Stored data
::::

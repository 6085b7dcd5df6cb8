//! Board module - manages the game grid
//!
//! The board is a 10x20 grid where each cell is empty or holds a colour tag.
//! Uses a flat array for better cache locality and zero-allocation.
//! Coordinates: (x, y) where x ranges 0..9 (left to right), y ranges 0..19 (top to bottom)
//!
//! The falling piece is drawn into the grid like any locked cell; the game
//! state erases and redraws it around every transformation attempt.

use arrayvec::ArrayVec;

use crate::piece::Piece;
use crate::types::{Cell, BOARD_HEIGHT, BOARD_WIDTH};

/// Total number of cells on the board
const BOARD_SIZE: usize = (BOARD_WIDTH as usize) * (BOARD_HEIGHT as usize);

const WIDTH: usize = BOARD_WIDTH as usize;
const HEIGHT: usize = BOARD_HEIGHT as usize;

/// One full board row.
pub type Row = [Cell; WIDTH];

/// The game board - 10 columns x 20 rows using flat array storage
#[derive(Debug, Clone, PartialEq)]
pub struct Board {
    /// Flat array of cells, row-major order (y * WIDTH + x)
    cells: [Cell; BOARD_SIZE],
}

impl Board {
    /// Create a new empty board
    pub fn new() -> Self {
        Self {
            cells: [None; BOARD_SIZE],
        }
    }

    /// Calculate flat index from (x, y) coordinates
    #[inline(always)]
    fn index(x: i8, y: i8) -> Option<usize> {
        if x < 0 || x >= BOARD_WIDTH as i8 || y < 0 || y >= BOARD_HEIGHT as i8 {
            return None;
        }
        Some((y as usize) * WIDTH + (x as usize))
    }

    /// Index of a cell that must be on the board.
    fn expect_index(x: i8, y: i8) -> usize {
        match Self::index(x, y) {
            Some(idx) => idx,
            None => panic!("cell ({x}, {y}) is outside the {WIDTH}x{HEIGHT} board"),
        }
    }

    fn row_range(y: usize) -> std::ops::Range<usize> {
        assert!(y < HEIGHT, "row {y} is outside the board (height {HEIGHT})");
        let start = y * WIDTH;
        start..start + WIDTH
    }

    /// Get width of the board
    pub fn width(&self) -> u8 {
        BOARD_WIDTH
    }

    /// Get height of the board
    pub fn height(&self) -> u8 {
        BOARD_HEIGHT
    }

    /// Get cell at position (x, y)
    /// Returns None if out of bounds
    pub fn get(&self, x: i8, y: i8) -> Option<Cell> {
        Self::index(x, y).map(|idx| self.cells[idx])
    }

    /// Set cell at position (x, y)
    /// Returns false if out of bounds
    pub fn set(&mut self, x: i8, y: i8, cell: Cell) -> bool {
        match Self::index(x, y) {
            Some(idx) => {
                self.cells[idx] = cell;
                true
            }
            None => false,
        }
    }

    /// Check if position is within bounds and empty
    pub fn is_free(&self, x: i8, y: i8) -> bool {
        matches!(self.get(x, y), Some(None))
    }

    /// Draw a piece's occupied cells with its colour.
    ///
    /// Panics if any occupied cell is off the board; callers validate first.
    pub fn place_piece(&mut self, piece: &Piece) {
        self.paint(piece, Some(piece.color()));
    }

    /// Erase a piece's occupied cells.
    ///
    /// Panics if any occupied cell is off the board.
    pub fn remove_piece(&mut self, piece: &Piece) {
        self.paint(piece, None);
    }

    fn paint(&mut self, piece: &Piece, cell: Cell) {
        for (x, y) in piece.cells() {
            let idx = Self::expect_index(x, y);
            self.cells[idx] = cell;
        }
    }

    /// Check that every occupied cell of `piece` is on the board and empty.
    ///
    /// The current piece must already be erased, otherwise it collides with
    /// itself.
    pub fn is_valid_placement(&self, piece: &Piece) -> bool {
        piece.cells().all(|(x, y)| self.is_free(x, y))
    }

    /// Check if a row is completely filled
    pub fn row_is_complete(&self, y: usize) -> bool {
        self.cells[Self::row_range(y)].iter().all(|cell| cell.is_some())
    }

    /// Check if a row is completely empty
    pub fn row_is_empty(&self, y: usize) -> bool {
        self.cells[Self::row_range(y)].iter().all(|cell| cell.is_none())
    }

    /// Completed rows in the inclusive span `from..=to`, bottom row first.
    ///
    /// The span is clamped to the board.
    pub fn completed_rows(&self, from: usize, to: usize) -> ArrayVec<usize, HEIGHT> {
        let mut rows = ArrayVec::new();
        if from >= HEIGHT {
            return rows;
        }
        let to = to.min(HEIGHT - 1);
        for y in (from..=to).rev() {
            if self.row_is_complete(y) {
                rows.push(y);
            }
        }
        rows
    }

    /// Remove the given rows and let everything above fall into the gap.
    ///
    /// `rows` must be sorted in descending order (bottom row first). A single
    /// bottom-to-top pass copies each surviving row down by the number of
    /// removed rows below it; the vacated top rows are emptied. Rows below the
    /// lowest removed row are untouched.
    pub fn collapse_rows(&mut self, rows: &[usize]) {
        let Some(&lowest) = rows.first() else {
            return;
        };
        debug_assert!(
            rows.windows(2).all(|w| w[0] > w[1]),
            "rows must be strictly descending: {rows:?}"
        );
        for &y in rows {
            assert!(y < HEIGHT, "row {y} is outside the board (height {HEIGHT})");
        }

        let mut write_y = lowest as isize;
        let mut removed = rows.iter().peekable();

        for read_y in (0..=lowest).rev() {
            if removed.peek() == Some(&&read_y) {
                removed.next();
                continue;
            }
            if write_y as usize != read_y {
                let src = read_y * WIDTH;
                let dst = write_y as usize * WIDTH;
                self.cells.copy_within(src..src + WIDTH, dst);
            }
            write_y -= 1;
        }

        // Whatever is left above the last written row is now empty.
        if write_y >= 0 {
            self.cells[..(write_y as usize + 1) * WIDTH].fill(None);
        }
    }

    /// Swap a whole row, returning the previous content.
    pub fn replace_row(&mut self, y: usize, row: Row) -> Row {
        let range = Self::row_range(y);
        let mut previous = [None; WIDTH];
        previous.copy_from_slice(&self.cells[range.clone()]);
        self.cells[range].copy_from_slice(&row);
        previous
    }

    /// Borrow one row
    pub fn row(&self, y: usize) -> &[Cell] {
        &self.cells[Self::row_range(y)]
    }

    /// Get a reference to the internal cells array
    pub fn cells(&self) -> &[Cell] {
        &self.cells
    }

    /// Copy the board into a compact colour-code grid (0 = empty).
    pub fn write_color_grid(&self, out: &mut [[u8; WIDTH]; HEIGHT]) {
        for (y, row) in out.iter_mut().enumerate() {
            for (x, v) in row.iter_mut().enumerate() {
                *v = self.cells[y * WIDTH + x].map_or(0, |c| c.as_u8());
            }
        }
    }

    /// Clear the entire board
    pub fn clear(&mut self) {
        self.cells.fill(None);
    }
}

impl Default for Board {
    fn default() -> Self {
        Self::new()
    }
}

#[cfg(test)]
mod tests {
    use super::*;
    use crate::types::{Color, PieceKind};

    fn fill_row(board: &mut Board, y: i8, color: Color) {
        for x in 0..BOARD_WIDTH as i8 {
            board.set(x, y, Some(color));
        }
    }

    #[test]
    fn test_board_index_calculation() {
        assert_eq!(Board::index(0, 0), Some(0));
        assert_eq!(Board::index(9, 0), Some(9));
        assert_eq!(Board::index(0, 1), Some(10));
        assert_eq!(Board::index(9, 19), Some(199));
        assert_eq!(Board::index(-1, 0), None);
        assert_eq!(Board::index(10, 0), None);
        assert_eq!(Board::index(0, 20), None);
    }

    #[test]
    fn test_place_and_remove_piece() {
        let mut board = Board::new();
        let piece = Piece::new(PieceKind::T, 2, 3);

        board.place_piece(&piece);
        assert_eq!(board.get(2, 3), Some(Some(Color::Magenta)));
        assert_eq!(board.get(3, 3), Some(Some(Color::Magenta)));
        assert_eq!(board.get(4, 3), Some(Some(Color::Magenta)));
        assert_eq!(board.get(3, 4), Some(Some(Color::Magenta)));
        // Pattern-false cells are left alone.
        assert_eq!(board.get(2, 4), Some(None));

        board.remove_piece(&piece);
        assert_eq!(board, Board::new());
    }

    #[test]
    fn test_remove_leaves_false_cells_untouched() {
        let mut board = Board::new();
        board.set(2, 4, Some(Color::Blue));
        let piece = Piece::new(PieceKind::T, 2, 3);

        board.place_piece(&piece);
        board.remove_piece(&piece);
        assert_eq!(board.get(2, 4), Some(Some(Color::Blue)));
    }

    #[test]
    fn test_is_valid_placement() {
        let mut board = Board::new();
        let piece = Piece::new(PieceKind::O, 0, 0);
        assert!(board.is_valid_placement(&piece));

        // Off the left, right and bottom edges.
        assert!(!board.is_valid_placement(&piece.move_left()));
        assert!(!board.is_valid_placement(&Piece::new(PieceKind::O, 9, 0)));
        assert!(!board.is_valid_placement(&Piece::new(PieceKind::O, 0, 19)));

        // Overlap.
        board.set(1, 1, Some(Color::Green));
        assert!(!board.is_valid_placement(&piece));
    }

    #[test]
    fn test_row_complete_and_empty() {
        let mut board = Board::new();
        assert!(board.row_is_empty(5));
        assert!(!board.row_is_complete(5));

        fill_row(&mut board, 5, Color::Blue);
        assert!(board.row_is_complete(5));
        assert!(!board.row_is_empty(5));

        board.set(3, 5, None);
        assert!(!board.row_is_complete(5));
        assert!(!board.row_is_empty(5));
    }

    #[test]
    #[should_panic(expected = "outside the board")]
    fn test_row_query_out_of_range_panics() {
        Board::new().row_is_complete(BOARD_HEIGHT as usize);
    }

    #[test]
    #[should_panic(expected = "outside the")]
    fn test_place_off_board_panics() {
        Board::new().place_piece(&Piece::new(PieceKind::I, 0, 18));
    }

    #[test]
    fn test_completed_rows_bottom_first() {
        let mut board = Board::new();
        fill_row(&mut board, 16, Color::Blue);
        fill_row(&mut board, 18, Color::Blue);

        let rows = board.completed_rows(15, 19);
        assert_eq!(rows.as_slice(), &[18, 16]);

        // Clamped to the board.
        let rows = board.completed_rows(17, 40);
        assert_eq!(rows.as_slice(), &[18]);
    }

    #[test]
    fn test_collapse_single_bottom_row() {
        let mut board = Board::new();
        fill_row(&mut board, 19, Color::Blue);

        board.collapse_rows(&[19]);

        assert!(board.row_is_empty(19));
        assert_eq!(board, Board::new());
    }

    #[test]
    fn test_collapse_shifts_rows_above() {
        let mut board = Board::new();
        fill_row(&mut board, 5, Color::Blue);
        board.set(0, 3, Some(Color::Teal));
        board.set(1, 4, Some(Color::Pink));
        board.set(7, 6, Some(Color::Green));

        board.collapse_rows(&[5]);

        assert_eq!(board.get(1, 5), Some(Some(Color::Pink)));
        assert_eq!(board.get(0, 4), Some(Some(Color::Teal)));
        assert_eq!(board.get(0, 3), Some(None));
        // Below the removed row nothing moves.
        assert_eq!(board.get(7, 6), Some(Some(Color::Green)));
    }

    #[test]
    fn test_collapse_non_contiguous_rows() {
        let mut board = Board::new();
        fill_row(&mut board, 19, Color::Blue);
        fill_row(&mut board, 17, Color::Blue);
        fill_row(&mut board, 16, Color::Blue);
        board.set(0, 18, Some(Color::Orange));
        board.set(0, 15, Some(Color::Orange));

        board.collapse_rows(&[19, 17, 16]);

        assert_eq!(board.get(0, 19), Some(Some(Color::Orange)));
        assert_eq!(board.get(1, 19), Some(None));
        assert_eq!(board.get(0, 18), Some(Some(Color::Orange)));
        assert_eq!(board.get(1, 18), Some(None));
        for y in 0..18 {
            assert!(board.row_is_empty(y), "row {y} should be empty");
        }
    }

    #[test]
    fn test_collapse_top_row() {
        let mut board = Board::new();
        fill_row(&mut board, 0, Color::Beige);
        board.set(4, 1, Some(Color::Blue));

        board.collapse_rows(&[0]);

        assert!(board.row_is_empty(0));
        assert_eq!(board.get(4, 1), Some(Some(Color::Blue)));
    }

    #[test]
    fn test_replace_row_returns_previous() {
        let mut board = Board::new();
        fill_row(&mut board, 10, Color::Green);

        let previous = board.replace_row(10, [Some(Color::Beige); WIDTH]);
        assert_eq!(previous, [Some(Color::Green); WIDTH]);
        assert!(board.row(10).iter().all(|c| *c == Some(Color::Beige)));
    }

    #[test]
    fn test_write_color_grid() {
        let mut board = Board::new();
        board.set(3, 4, Some(Color::Teal));

        let mut grid = [[0u8; WIDTH]; HEIGHT];
        board.write_color_grid(&mut grid);
        assert_eq!(grid[4][3], Color::Teal.as_u8());
        assert_eq!(grid[0][0], 0);
    }
}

::::

**Task statement:** Every line above from the line with "pub fn completed_rows(&self, from: usize, to: usize)" to the line with "row are untouched.", inclusive, must be returned exactly; no other line belongs in the reply.

**Reply to the exercise:**
    pub fn completed_rows(&self, from: usize, to: usize) -> ArrayVec<usize, HEIGHT> {
        let mut rows = ArrayVec::new();
        if from >= HEIGHT {
            return rows;
        }
        let to = to.min(HEIGHT - 1);
        for y in (from..=to).rev() {
            if self.row_is_complete(y) {
                rows.push(y);
            }
        }
        rows
    }

    /// Remove the given rows and let everything above fall into the gap.
    ///
    /// `rows` must be sorted in descending order (bottom row first). A single
    /// bottom-to-top pass copies each surviving row down by the number of
    /// removed rows below it; the vacated top rows are emptied. Rows below the
    /// lowest removed row are untouched.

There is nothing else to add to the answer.